### Learning of CNN through different layers
![Different layers of CNN](img/cnn_layers.png)

        The above pictures are of feature maps generated from different layers of VGG16(Visual Geometry Group of Oxford) trained on imagenet.
        The Layer 1 generates mostly horizontal, vetical and diagonal lines. There mostly used for detecting edges in an image. The Layer 2 will try to give more informations than first. It detects the corners. The CNN learns to do this on its own. There is no special instruction for the CNN to focus on more complex objects in deeper layers. That’s just how it normally works out when you feed training data into a CNN. Layer 3 is where we start to see some complex patterns like the eyes, face etc. We can assume that this feature maps are obtained from a model trained for detection of human faces. In Layer 4 we see our features finding patterns in the more complex parts of the faces such as eyes.
![5th layer of VGG16](img/layer5.png)
        
        In Layer 5, you can the feature map generates the specific faces of humans, tyres of cars, faces of animals etc. This feature map contains to most information about the patters found in the images.
        
### Different Parts of a CNN
![Different Parts of CNN](img/cnn_parts.png)
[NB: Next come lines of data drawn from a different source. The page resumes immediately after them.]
//! Yahoo Finance chart API: daily history and last-close quotes.
//!
//! Yahoo has no official API and changes shape without notice; parse errors
//! surface as `ResponseFormatChanged`. It has no news feed here.

use super::http::JsonFetcher;
use super::provider::{DataError, MarketData};
use crate::domain::{Bar, NewsHeadline, Quote, QuoteSource};
use chrono::{DateTime, Duration, NaiveDate, Utc};
use serde::Deserialize;

#[derive(Debug, Deserialize)]
struct ChartResponse {
    chart: ChartResult,
}

#[derive(Debug, Deserialize)]
struct ChartResult {
    result: Option<Vec<ChartData>>,
    error: Option<ChartError>,
}

#[derive(Debug, Deserialize)]
struct ChartError {
    code: String,
    description: String,
}

#[derive(Debug, Deserialize)]
struct ChartData {
    timestamp: Option<Vec<i64>>,
    indicators: Indicators,
}

#[derive(Debug, Deserialize)]
struct Indicators {
    quote: Vec<QuoteSeries>,
}

#[derive(Debug, Deserialize)]
struct QuoteSeries {
    open: Vec<Option<f64>>,
    high: Vec<Option<f64>>,
    low: Vec<Option<f64>>,
    close: Vec<Option<f64>>,
    volume: Vec<Option<u64>>,
}

pub struct YahooMarketData {
    fetcher: JsonFetcher,
}

impl YahooMarketData {
    pub fn new(fetcher: JsonFetcher) -> Self {
        Self { fetcher }
    }

    fn chart_url(symbol: &str, start: NaiveDate, end: NaiveDate) -> String {
        let start_ts = start.and_time(chrono::NaiveTime::MIN).and_utc().timestamp();
        let end_ts = (end + Duration::days(1))
            .and_time(chrono::NaiveTime::MIN)
            .and_utc()
            .timestamp()
            - 1;
        format!(
            "https://query2.finance.yahoo.com/v8/finance/chart/{symbol}\
             ?period1={start_ts}&period2={end_ts}&interval=1d"
        )
    }

    fn parse_chart(symbol: &str, resp: ChartResponse) -> Result<Vec<Bar>, DataError> {
        let result = match (resp.chart.result, resp.chart.error) {
            (Some(result), _) => result,
            (None, Some(err)) if err.code == "Not Found" => {
                return Err(DataError::SymbolNotFound {
                    symbol: symbol.to_string(),
                })
            }
            (None, Some(err)) => {
                return Err(DataError::ResponseFormatChanged(format!(
                    "{}: {}",
                    err.code, err.description
                )))
            }
            (None, None) => {
                return Err(DataError::ResponseFormatChanged(
                    "empty result with no error".into(),
                ))
            }
        };

        let data = result
            .into_iter()
            .next()
            .ok_or_else(|| DataError::ResponseFormatChanged("result array is empty".into()))?;
        // A valid symbol with no trading days in range has no timestamps.
        let timestamps = data.timestamp.unwrap_or_default();
        let series = data
            .indicators
            .quote
            .into_iter()
            .next()
            .ok_or_else(|| DataError::ResponseFormatChanged("no quote data".into()))?;

        let mut bars = Vec::with_capacity(timestamps.len());
        for (i, &ts) in timestamps.iter().enumerate() {
            let date = DateTime::from_timestamp(ts, 0)
                .map(|dt| dt.date_naive())
                .ok_or_else(|| {
                    DataError::ResponseFormatChanged(format!("invalid timestamp: {ts}"))
                })?;
            // Holidays and halted sessions come back with a null close.
            let Some(close) = series.close.get(i).copied().flatten() else {
                continue;
            };
            let pick = |v: &Vec<Option<f64>>| v.get(i).copied().flatten().unwrap_or(close);
            bars.push(Bar {
                symbol: symbol.to_string(),
                date,
                open: pick(&series.open),
                high: pick(&series.high),
                low: pick(&series.low),
                close,
                volume: series.volume.get(i).copied().flatten().unwrap_or(0),
            });
        }
        Ok(bars)
    }
}

impl MarketData for YahooMarketData {
    fn name(&self) -> &str {
        "yahoo_finance"
    }

    fn quote(&self, symbol: &str) -> Result<Quote, DataError> {
        let today = Utc::now().date_naive();
        let bars = self.price_history(symbol, today - Duration::days(7), today)?;
        let last = bars.last().ok_or_else(|| {
            DataError::Unavailable(format!("no recent close for {symbol}"))
        })?;
        Ok(Quote::new(symbol, last.close, QuoteSource::YahooFinance))
    }

    fn price_history(
        &self,
        symbol: &str,
        start: NaiveDate,
        end: NaiveDate,
    ) -> Result<Vec<Bar>, DataError> {
        let url = Self::chart_url(symbol, start, end);
        let resp: ChartResponse = self.fetcher.get_json(&url, &[], symbol)?;
        Self::parse_chart(symbol, resp)
    }

    fn news(
        &self,
        _symbol: &str,
        _start: DateTime<Utc>,
        _end: DateTime<Utc>,
        _limit: usize,
    ) -> Result<Vec<NewsHeadline>, DataError> {
        Err(DataError::Unsupported {
            provider: self.name().to_string(),
            operation: "news",
        })
    }

    fn is_available(&self) -> bool {
        self.fetcher.is_available()
    }
}

#[cfg(test)]
mod tests {
    use super::*;

    fn parse(json: &str) -> Result<Vec<Bar>, DataError> {
        let resp: ChartResponse = serde_json::from_str(json).unwrap();
        YahooMarketData::parse_chart("SPY", resp)
    }

    #[test]
    fn parses_bars_and_skips_null_closes() {
        let json = r#"{"chart":{"result":[{"timestamp":[1704205800,1704292200,1704378600],
            "indicators":{"quote":[{"open":[470.0,null,468.0],"high":[472.0,null,470.0],
            "low":[468.0,null,466.0],"close":[471.0,null,469.0],"volume":[100,null,200]}]}}],
            "error":null}}"#;
        let bars = parse(json).unwrap();
        assert_eq!(bars.len(), 2);
        assert_eq!(bars[0].close, 471.0);
        assert_eq!(bars[1].volume, 200);
        assert!(bars[0].date < bars[1].date);
    }

    #[test]
    fn not_found_error_maps_to_symbol_not_found() {
        let json = r#"{"chart":{"result":null,"error":{"code":"Not Found","description":"No data found"}}}"#;
        assert!(matches!(parse(json), Err(DataError::SymbolNotFound { .. })));
    }

    #[test]
    fn missing_timestamps_is_empty_history() {
        let json = r#"{"chart":{"result":[{"indicators":{"quote":[{"open":[],"high":[],
            "low":[],"close":[],"volume":[]}]}}],"error":null}}"#;
        assert!(parse(json).unwrap().is_empty());
    }

    #[test]
    fn chart_url_covers_whole_end_day() {
        let start = NaiveDate::from_ymd_opt(2024, 1, 1).unwrap();
        let end = NaiveDate::from_ymd_opt(2024, 1, 31).unwrap();
        let url = YahooMarketData::chart_url("SPY", start, end);
        assert!(url.contains("period1=1704067200"));
        assert!(url.contains("period2=1706745599"));
    }
}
    Now, we have learnt a lot about CNNs, it's time to implement it using PyTorch. 

# Implementation of a CNN Classification Network

In [9]:
import numpy as np
import pandas as pd
import torch
from torch import nn
import torch.nn.functional as F
import matplotlib.pyplot as plt
%matplotlib inline

In [2]:
ds = pd.read_csv('data/mnist.csv').values
ds.shape

(42000, 785)

In [4]:
# Reshaping our data according to our CNN
xtrain=ds[2000:10000, 1:].reshape((-1, 1, 28, 28))/255.0
ytrain=ds[2000:10000, 0]

xtest=ds[23000:24500, 1:].reshape((-1, 1, 28, 28))/255.0
ytest=ds[23000:24500, 0]

print(xtrain.shape, ytrain.shape)
print(xtest.shape, ytest.shape) # batch_size, no_of_channels, width, height

(8000, 1, 28, 28) (8000,)
(1500, 1, 28, 28) (1500,)


        Here a question comes, why we divided image by 255 or why it's necessary?
Ans:-

         These are all scaling techniques, the pixel values are small (Note that these small values still represents the original image), and hence the computation required and time to converge the model reduces significantly. CNN will converge despite taking 0–255 as inputs instead of scaled down to 0 -1 . However, it will converge very slowly.
## Data Normalization
        Data normalization is an important step which ensures that each input parameter (pixel, in this case) has a similar data distribution. This makes convergence faster while training the network. Data normalization is done by subtracting the mean from each pixel and then dividing the result by the standard deviation. The distribution of such data would resemble a Gaussian curve centered at zero. For image inputs we need the pixel numbers to be positive, so we might choose to scale the normalized data in the range [0,1] or [0, 255].
        In PyTorch Normalisation is done, channel-wise.

In [12]:
from torchvision import transforms
transforms.Normalize??

In [13]:
# Checking Output Values or labels
print(set(ytrain))

{0, 1, 2, 3, 4, 5, 6, 7, 8, 9}


In [None]:
class CNN(nn.Module):
    def __init__(self):
        super(CNN, self).__init__()
        
        self.conv1= nn.Sequential(
                nn.Conv2d(1, 16, 5, 1, 2),
                nn.ReLU(),
                nn.MaxPool2d(2))
        
        self.conv2=nn.Sequential(
                nn.Conv2d(16, 32, 5, 1, 2),
                nn.ReLU(),
                nn.MaxPool2d(2))
        
        self.out=nn.Linear(32*7*7, 10)
        
        
    def forward(self, x):
        x=self.conv1(x)
        x=self.conv2(x)
        x=x.view(x.size(0), -1)
        
        output=F.softmax(self.out(x))
#         print(output.size())
        return output